### YOUR TASK
In the listing below, print exactly the lines from the first through the one that contains "use mcheyne_core::plan::PlanStore;".

### DATA
————
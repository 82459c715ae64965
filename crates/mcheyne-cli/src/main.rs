mod client_cmds;
mod config;
mod lookup_cmds;
mod serve_cmd;
#[cfg(test)]
mod test_util;

use std::path::PathBuf;
use std::sync::Arc;

use anyhow::Context;
use clap::{Parser, Subcommand};

use mcheyne_core::plan::PlanStore;
use mcheyne_core::resolve::CalendarDate;
use mcheyne_core::source::{HttpSource, LocalSource, ReadingSource};

use client_cmds::DoneTarget;
use config::{CliOverrides, McheyneConfig};

#[derive(Parser)]
#[command(name = "mcheyne", about = "M'Cheyne Bible reading plan service")]
struct Cli {
    /// Reading-plan JSON document (overrides MCHEYNE_DATA_PATH env var)
    #[arg(long, global = true)]
    data: Option<PathBuf>,

    #[command(subcommand)]
    command: Commands,
}

#[derive(Subcommand)]
pub enum Commands {
    /// Write an mcheyne config file
    Init {
        /// Overwrite existing config file
        #[arg(long)]
        force: bool,
    },
    /// Serve the reading plan API, voice webhook and Alexa endpoint
    Serve {
        /// Address to bind (overrides MCHEYNE_BIND)
        #[arg(long)]
        bind: Option<String>,
        /// Port to listen on (overrides PORT)
        #[arg(long)]
        port: Option<u16>,
        /// Core API the voice channels should forward to (overrides API_BASE_URL)
        #[arg(long)]
        api_base_url: Option<String>,
    },
    /// List the available reading plans
    Plans,
    /// Show today's reading
    Today {
        /// Plan ID (defaults to the selected plan)
        #[arg(long)]
        plan: Option<String>,
        /// Year of a multi-year plan (defaults to the first reading for the date)
        #[arg(long)]
        year: Option<u32>,
    },
    /// Show the reading for a month and day
    Date {
        /// Month number or name
        month: String,
        /// Day of month
        day: String,
        /// Plan ID (defaults to the selected plan)
        #[arg(long)]
        plan: Option<String>,
        /// Year of a multi-year plan (defaults to the first reading for the date)
        #[arg(long)]
        year: Option<u32>,
    },
    /// List every reading in a plan
    All {
        /// Plan ID (defaults to the selected plan)
        #[arg(long)]
        plan: Option<String>,
    },
    /// Print a Bible Gateway link for a passage
    Passage {
        /// Passage reference, e.g. "John 3:16"
        passage: String,
        /// Translation (defaults to client.bible_version)
        #[arg(long)]
        version: Option<String>,
    },
    /// Toggle completion of a reading (defaults to today)
    Done {
        /// Month number or name
        month: Option<String>,
        /// Day of month
        day: Option<String>,
        /// Year of a multi-year plan (defaults to the next unfinished one)
        #[arg(long, conflicts_with = "entry")]
        year: Option<u32>,
        /// Entry number as listed by `mcheyne all`
        #[arg(long, conflicts_with_all = ["month", "day"])]
        entry: Option<usize>,
        /// Plan ID (defaults to the selected plan)
        #[arg(long)]
        plan: Option<String>,
    },
    /// Show completion progress for a plan
    Progress {
        /// Plan ID (defaults to the selected plan)
        #[arg(long)]
        plan: Option<String>,
    },
    /// Selected plan management
    Plan {
        #[command(subcommand)]
        command: PlanCommands,
    },
    /// Toggle between the light and dark theme
    Theme,
}

#[derive(Subcommand)]
pub enum PlanCommands {
    /// Follow a different plan by default
    Use {
        /// Plan ID to select
        plan_id: String,
    },
}

/// Execute the `mcheyne init` command: write config file.
fn cmd_init(resolved: &McheyneConfig, force: bool) -> anyhow::Result<()> {
    let path = config::config_path();

    if path.exists() && !force {
        anyhow::bail!(
            "config file already exists at {}\nUse --force to overwrite.",
            path.display()
        );
    }

    let cfg = config::ConfigFile {
        server: config::ServerSection {
            bind: Some(resolved.bind.clone()),
            port: Some(resolved.port),
        },
        data: config::DataSection {
            path: Some(resolved.data_path.clone()),
        },
        voice: config::VoiceSection {
            api_base_url: resolved.api_base_url.clone(),
            timeout_secs: Some(resolved.upstream_timeout.as_secs()),
        },
        client: config::ClientSection {
            bible_version: Some(resolved.bible_version.clone()),
        },
    };

    config::save_config_to(&cfg, &path)?;

    println!("Config written to {}", path.display());
    println!("  data.path = {}", resolved.data_path.display());
    println!("  server = {}:{}", resolved.bind, resolved.port);
    println!();
    println!("Next: run `mcheyne serve` to start the API.");

    Ok(())
}

fn load_store(resolved: &McheyneConfig) -> anyhow::Result<Arc<PlanStore>> {
    let store = PlanStore::load(&resolved.data_path).with_context(|| {
        format!(
            "failed to load reading plans from {}",
            resolved.data_path.display()
        )
    })?;
    Ok(Arc::new(store))
}

/// Resolve a `[month day]` pair, falling back to today when both are absent.
fn date_or_today(month: Option<String>, day: Option<String>) -> anyhow::Result<CalendarDate> {
    match (month, day) {
        (Some(m), Some(d)) => lookup_cmds::parse_date_args(&m, &d),
        (None, None) => Ok(CalendarDate::today()),
        _ => anyhow::bail!("give both a month and a day, or neither for today"),
    }
}

async fn cmd_serve(resolved: McheyneConfig) -> anyhow::Result<()> {
    let store = load_store(&resolved)?;

    let source: Arc<dyn ReadingSource> = match &resolved.api_base_url {
        Some(url) => {
            tracing::info!(upstream = %url, "voice channels forward to upstream API");
            Arc::new(HttpSource::new(url.clone(), resolved.upstream_timeout)?)
        }
        None => Arc::new(LocalSource::new(store.clone())),
    };

    let state = serve_cmd::AppState::new(store, source);
    serve_cmd::run_serve(state, &resolved.bind, resolved.port).await
}

#[tokio::main]
async fn main() -> anyhow::Result<()> {
    tracing_subscriber::fmt()
        .with_env_filter(
            tracing_subscriber::EnvFilter::try_from_default_env()
                .unwrap_or_else(|_| tracing_subscriber::EnvFilter::new("info")),
        )
        .init();

    let cli = Cli::parse();

    let overrides = match &cli.command {
        Commands::Serve {
            bind,
            port,
            api_base_url,
        } => CliOverrides {
            data_path: cli.data.clone(),
            bind: bind.clone(),
            port: *port,
            api_base_url: api_base_url.clone(),
        },
        _ => CliOverrides {
            data_path: cli.data.clone(),
            ..Default::default()
        },
    };
    let resolved = McheyneConfig::resolve(&overrides)?;

    match cli.command {
        Commands::Init { force } => {
            cmd_init(&resolved, force)?;
        }
        Commands::Serve { .. } => {
            cmd_serve(resolved).await?;
        }
        Commands::Plans => {
            let store = load_store(&resolved)?;
            let state = client_cmds::open_state()?;
            lookup_cmds::run_plans(&store, &state.selected_plan());
        }
        Commands::Today { plan, year } => {
            let store = load_store(&resolved)?;
            let state = client_cmds::open_state()?;
            let plan = plan.unwrap_or_else(|| state.selected_plan());
            let text =
                lookup_cmds::today_text(&store, &plan, year, &resolved.bible_version, |i| {
                    state.is_completed(&plan, i)
                })?;
            print!("{text}");
        }
        Commands::Date {
            month,
            day,
            plan,
            year,
        } => {
            let store = load_store(&resolved)?;
            let state = client_cmds::open_state()?;
            let plan = plan.unwrap_or_else(|| state.selected_plan());
            let date = lookup_cmds::parse_date_args(&month, &day)?;
            let text =
                lookup_cmds::date_text(&store, &plan, date, year, &resolved.bible_version, |i| {
                    state.is_completed(&plan, i)
                })?;
            print!("{text}");
        }
        Commands::All { plan } => {
            let store = load_store(&resolved)?;
            let state = client_cmds::open_state()?;
            let plan = plan.unwrap_or_else(|| state.selected_plan());
            let text = lookup_cmds::all_text(&store, &plan, |i| state.is_completed(&plan, i))?;
            print!("{text}");
        }
        Commands::Passage { passage, version } => {
            let version = version.unwrap_or_else(|| resolved.bible_version.clone());
            print!("{}", lookup_cmds::passage_text(&passage, &version));
        }
        Commands::Done {
            month,
            day,
            year,
            entry,
            plan,
        } => {
            let store = load_store(&resolved)?;
            let mut state = client_cmds::open_state()?;
            let plan = plan.unwrap_or_else(|| state.selected_plan());
            let target = match entry {
                Some(number) => DoneTarget::Entry(number),
                None => DoneTarget::Date {
                    date: date_or_today(month, day)?,
                    cycle: year,
                },
            };
            let msg =
                client_cmds::toggle_done(&mut state, &store, &plan, target, chrono::Utc::now())?;
            println!("{msg}");
        }
        Commands::Progress { plan } => {
            let store = load_store(&resolved)?;
            let state = client_cmds::open_state()?;
            let plan = plan.unwrap_or_else(|| state.selected_plan());
            println!("{}", client_cmds::progress_text(&state, &store, &plan)?);
        }
        Commands::Plan {
            command: PlanCommands::Use { plan_id },
        } => {
            let store = load_store(&resolved)?;
            let mut state = client_cmds::open_state()?;
            println!("{}", client_cmds::use_plan(&mut state, &store, &plan_id)?);
        }
        Commands::Theme => {
            let mut state = client_cmds::open_state()?;
            println!("{}", client_cmds::toggle_theme(&mut state)?);
        }
    }

    Ok(())
}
————
### WRITTEN RESPONSE
repository 82459c715ae64965
filename crates/mcheyne-cli/src/main.rs
mod client_cmds;
mod config;
mod lookup_cmds;
mod serve_cmd;
#[cfg(test)]
mod test_util;

use std::path::PathBuf;
use std::sync::Arc;

use anyhow::Context;
use clap::{Parser, Subcommand};

use mcheyne_core::plan::PlanStore;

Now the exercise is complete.